**Brief**
Wherever a line of the records contains "iter", copy that line.

=== Materials provided ===

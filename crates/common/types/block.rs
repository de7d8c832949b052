use bytes::{BufMut, Bytes};
use ethereum_types::{Address, Bloom, H256, U256};
use serde::{Deserialize, Serialize};

use crate::{
    constants::{
        BASE_FEE_MAX_CHANGE_DENOMINATOR, DEFAULT_OMMERS_HASH, ELASTICITY_MULTIPLIER,
        EMPTY_TRIE_HASH, GWEI_TO_WEI, INITIAL_BASE_FEE,
    },
    rlp::{Encoder, RLPEncode},
    trie::compute_ordered_trie_root,
    types::{Receipt, Transaction},
    utils::keccak,
};

pub type BlockNumber = u64;
pub type BlockHash = H256;

#[derive(Clone, Debug, PartialEq, Eq, Default)]
pub struct Block {
    pub header: BlockHeader,
    pub body: BlockBody,
}

impl Block {
    pub fn new(header: BlockHeader, body: BlockBody) -> Block {
        Block { header, body }
    }

    pub fn hash(&self) -> BlockHash {
        self.header.hash()
    }
}

impl RLPEncode for Block {
    fn encode(&self, buf: &mut dyn BufMut) {
        let transactions: Vec<u8> = {
            let mut payload = Vec::new();
            for tx in &self.body.transactions {
                match tx {
                    Transaction::LegacyTransaction(legacy) => legacy.encode(&mut payload),
                    // Typed transactions are wrapped as byte strings inside block bodies.
                    typed => typed.encode_canonical_to_vec().as_slice().encode(&mut payload),
                }
            }
            let mut list = Vec::new();
            crate::rlp::encode_length(payload.len(), &mut list);
            list.extend_from_slice(&payload);
            list
        };
        Encoder::new(buf)
            .encode_field(&self.header)
            .encode_raw(&transactions)
            .encode_field(&self.body.ommers)
            .encode_optional_field(&self.body.withdrawals)
            .finish();
    }
}

#[derive(Clone, Debug, PartialEq, Eq, Default, Serialize, Deserialize)]
#[serde(rename_all = "camelCase")]
pub struct BlockHeader {
    pub parent_hash: H256,
    #[serde(rename = "sha3Uncles")]
    pub ommers_hash: H256,
    #[serde(rename = "miner")]
    pub coinbase: Address,
    pub state_root: H256,
    pub transactions_root: H256,
    pub receipts_root: H256,
    pub logs_bloom: Bloom,
    pub difficulty: U256,
    #[serde(with = "crate::serde_utils::u64::hex_str")]
    pub number: BlockNumber,
    #[serde(with = "crate::serde_utils::u64::hex_str")]
    pub gas_limit: u64,
    #[serde(with = "crate::serde_utils::u64::hex_str")]
    pub gas_used: u64,
    #[serde(with = "crate::serde_utils::u64::hex_str")]
    pub timestamp: u64,
    #[serde(with = "crate::serde_utils::bytes")]
    pub extra_data: Bytes,
    #[serde(rename = "mixHash")]
    pub prev_randao: H256,
    #[serde(with = "crate::serde_utils::u64::hex_str")]
    pub nonce: u64,
    #[serde(default, with = "crate::serde_utils::u64::hex_str_opt")]
    pub base_fee_per_gas: Option<u64>,
    #[serde(default)]
    pub withdrawals_root: Option<H256>,
    #[serde(default, with = "crate::serde_utils::u64::hex_str_opt")]
    pub blob_gas_used: Option<u64>,
    #[serde(default, with = "crate::serde_utils::u64::hex_str_opt")]
    pub excess_blob_gas: Option<u64>,
    #[serde(default)]
    pub parent_beacon_block_root: Option<H256>,
}

impl RLPEncode for BlockHeader {
    fn encode(&self, buf: &mut dyn BufMut) {
        Encoder::new(buf)
            .encode_field(&self.parent_hash)
            .encode_field(&self.ommers_hash)
            .encode_field(&self.coinbase)
            .encode_field(&self.state_root)
            .encode_field(&self.transactions_root)
            .encode_field(&self.receipts_root)
            .encode_field(&self.logs_bloom)
            .encode_field(&self.difficulty)
            .encode_field(&self.number)
            .encode_field(&self.gas_limit)
            .encode_field(&self.gas_used)
            .encode_field(&self.timestamp)
            .encode_field(&self.extra_data)
            .encode_field(&self.prev_randao)
            .encode_field(&self.nonce.to_be_bytes())
            .encode_optional_field(&self.base_fee_per_gas)
            .encode_optional_field(&self.withdrawals_root)
            .encode_optional_field(&self.blob_gas_used)
            .encode_optional_field(&self.excess_blob_gas)
            .encode_optional_field(&self.parent_beacon_block_root)
            .finish();
    }
}

impl BlockHeader {
    pub fn hash(&self) -> BlockHash {
        keccak(self.encode_to_vec())
    }

    /// Empty header with the roots of an empty block.
    pub fn empty() -> Self {
        Self {
            ommers_hash: *DEFAULT_OMMERS_HASH,
            state_root: *EMPTY_TRIE_HASH,
            transactions_root: *EMPTY_TRIE_HASH,
            receipts_root: *EMPTY_TRIE_HASH,
            ..Default::default()
        }
    }
}

#[derive(Clone, Debug, PartialEq, Eq, Default)]
pub struct BlockBody {
    pub transactions: Vec<Transaction>,
    pub ommers: Vec<BlockHeader>,
    pub withdrawals: Option<Vec<Withdrawal>>,
}

impl BlockBody {
    pub fn empty() -> Self {
        Self::default()
    }
}

#[derive(Clone, Debug, PartialEq, Eq, Default, Serialize, Deserialize)]
#[serde(rename_all = "camelCase")]
pub struct Withdrawal {
    #[serde(with = "crate::serde_utils::u64::hex_str")]
    pub index: u64,
    #[serde(with = "crate::serde_utils::u64::hex_str")]
    pub validator_index: u64,
    pub address: Address,
    /// Amount in gwei
    #[serde(with = "crate::serde_utils::u64::hex_str")]
    pub amount: u64,
}

impl Withdrawal {
    pub fn amount_in_wei(&self) -> U256 {
        U256::from(self.amount) * U256::from(GWEI_TO_WEI)
    }
}

impl RLPEncode for Withdrawal {
    fn encode(&self, buf: &mut dyn BufMut) {
        Encoder::new(buf)
            .encode_field(&self.index)
            .encode_field(&self.validator_index)
            .encode_field(&self.address)
            .encode_field(&self.amount)
            .finish();
    }
}

pub fn compute_transactions_root(transactions: &[Transaction]) -> H256 {
    compute_ordered_trie_root(transactions.iter().map(|tx| tx.encode_canonical_to_vec()))
}

pub fn compute_receipts_root(receipts: &[Receipt]) -> H256 {
    compute_ordered_trie_root(receipts.iter().map(|receipt| receipt.encode_inner()))
}

pub fn compute_withdrawals_root(withdrawals: &[Withdrawal]) -> H256 {
    compute_ordered_trie_root(withdrawals.iter().map(|w| w.encode_to_vec()))
}

/// EIP-1559 base fee of the block following `parent`.
///
/// A parent without a base fee is the last pre-London block, so the child
/// starts at the initial base fee.
pub fn calculate_base_fee_per_gas(parent: &BlockHeader) -> u64 {
    let Some(parent_base_fee) = parent.base_fee_per_gas else {
        return INITIAL_BASE_FEE;
    };
    let parent_gas_target = parent.gas_limit / ELASTICITY_MULTIPLIER;
    if parent_gas_target == 0 {
        return parent_base_fee;
    }

    match parent.gas_used.cmp(&parent_gas_target) {
        std::cmp::Ordering::Equal => parent_base_fee,
        std::cmp::Ordering::Greater => {
            let gas_used_delta = parent.gas_used - parent_gas_target;
            let base_fee_delta = (parent_base_fee as u128 * gas_used_delta as u128
                / parent_gas_target as u128
                / BASE_FEE_MAX_CHANGE_DENOMINATOR as u128)
                .max(1) as u64;
            parent_base_fee.saturating_add(base_fee_delta)
        }
        std::cmp::Ordering::Less => {
            let gas_used_delta = parent_gas_target - parent.gas_used;
            let base_fee_delta = (parent_base_fee as u128 * gas_used_delta as u128
                / parent_gas_target as u128
                / BASE_FEE_MAX_CHANGE_DENOMINATOR as u128) as u64;
            parent_base_fee.saturating_sub(base_fee_delta)
        }
    }
}

#[cfg(test)]
mod tests {
    use super::*;

    fn parent(gas_used: u64) -> BlockHeader {
        BlockHeader {
            gas_limit: 30_000_000,
            gas_used,
            base_fee_per_gas: Some(1_000_000_000),
            ..Default::default()
        }
    }

    #[test]
    fn base_fee_moves_with_gas_used() {
        assert_eq!(
            calculate_base_fee_per_gas(&parent(15_000_000)),
            1_000_000_000
        );
        assert_eq!(
            calculate_base_fee_per_gas(&parent(30_000_000)),
            1_125_000_000
        );
        assert_eq!(calculate_base_fee_per_gas(&parent(0)), 875_000_000);
        let pre_london = BlockHeader::default();
        assert_eq!(calculate_base_fee_per_gas(&pre_london), INITIAL_BASE_FEE);
    }

    #[test]
    fn empty_block_roots() {
        assert_eq!(compute_transactions_root(&[]), *EMPTY_TRIE_HASH);
        assert_eq!(compute_withdrawals_root(&[]), *EMPTY_TRIE_HASH);
        let header = BlockHeader::empty();
        assert_eq!(header.receipts_root, *EMPTY_TRIE_HASH);
        assert_ne!(header.hash(), H256::zero());
    }
}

===

**Result of this task**
    compute_ordered_trie_root(transactions.iter().map(|tx| tx.encode_canonical_to_vec()))
    compute_ordered_trie_root(receipts.iter().map(|receipt| receipt.encode_inner()))
    compute_ordered_trie_root(withdrawals.iter().map(|w| w.encode_to_vec()))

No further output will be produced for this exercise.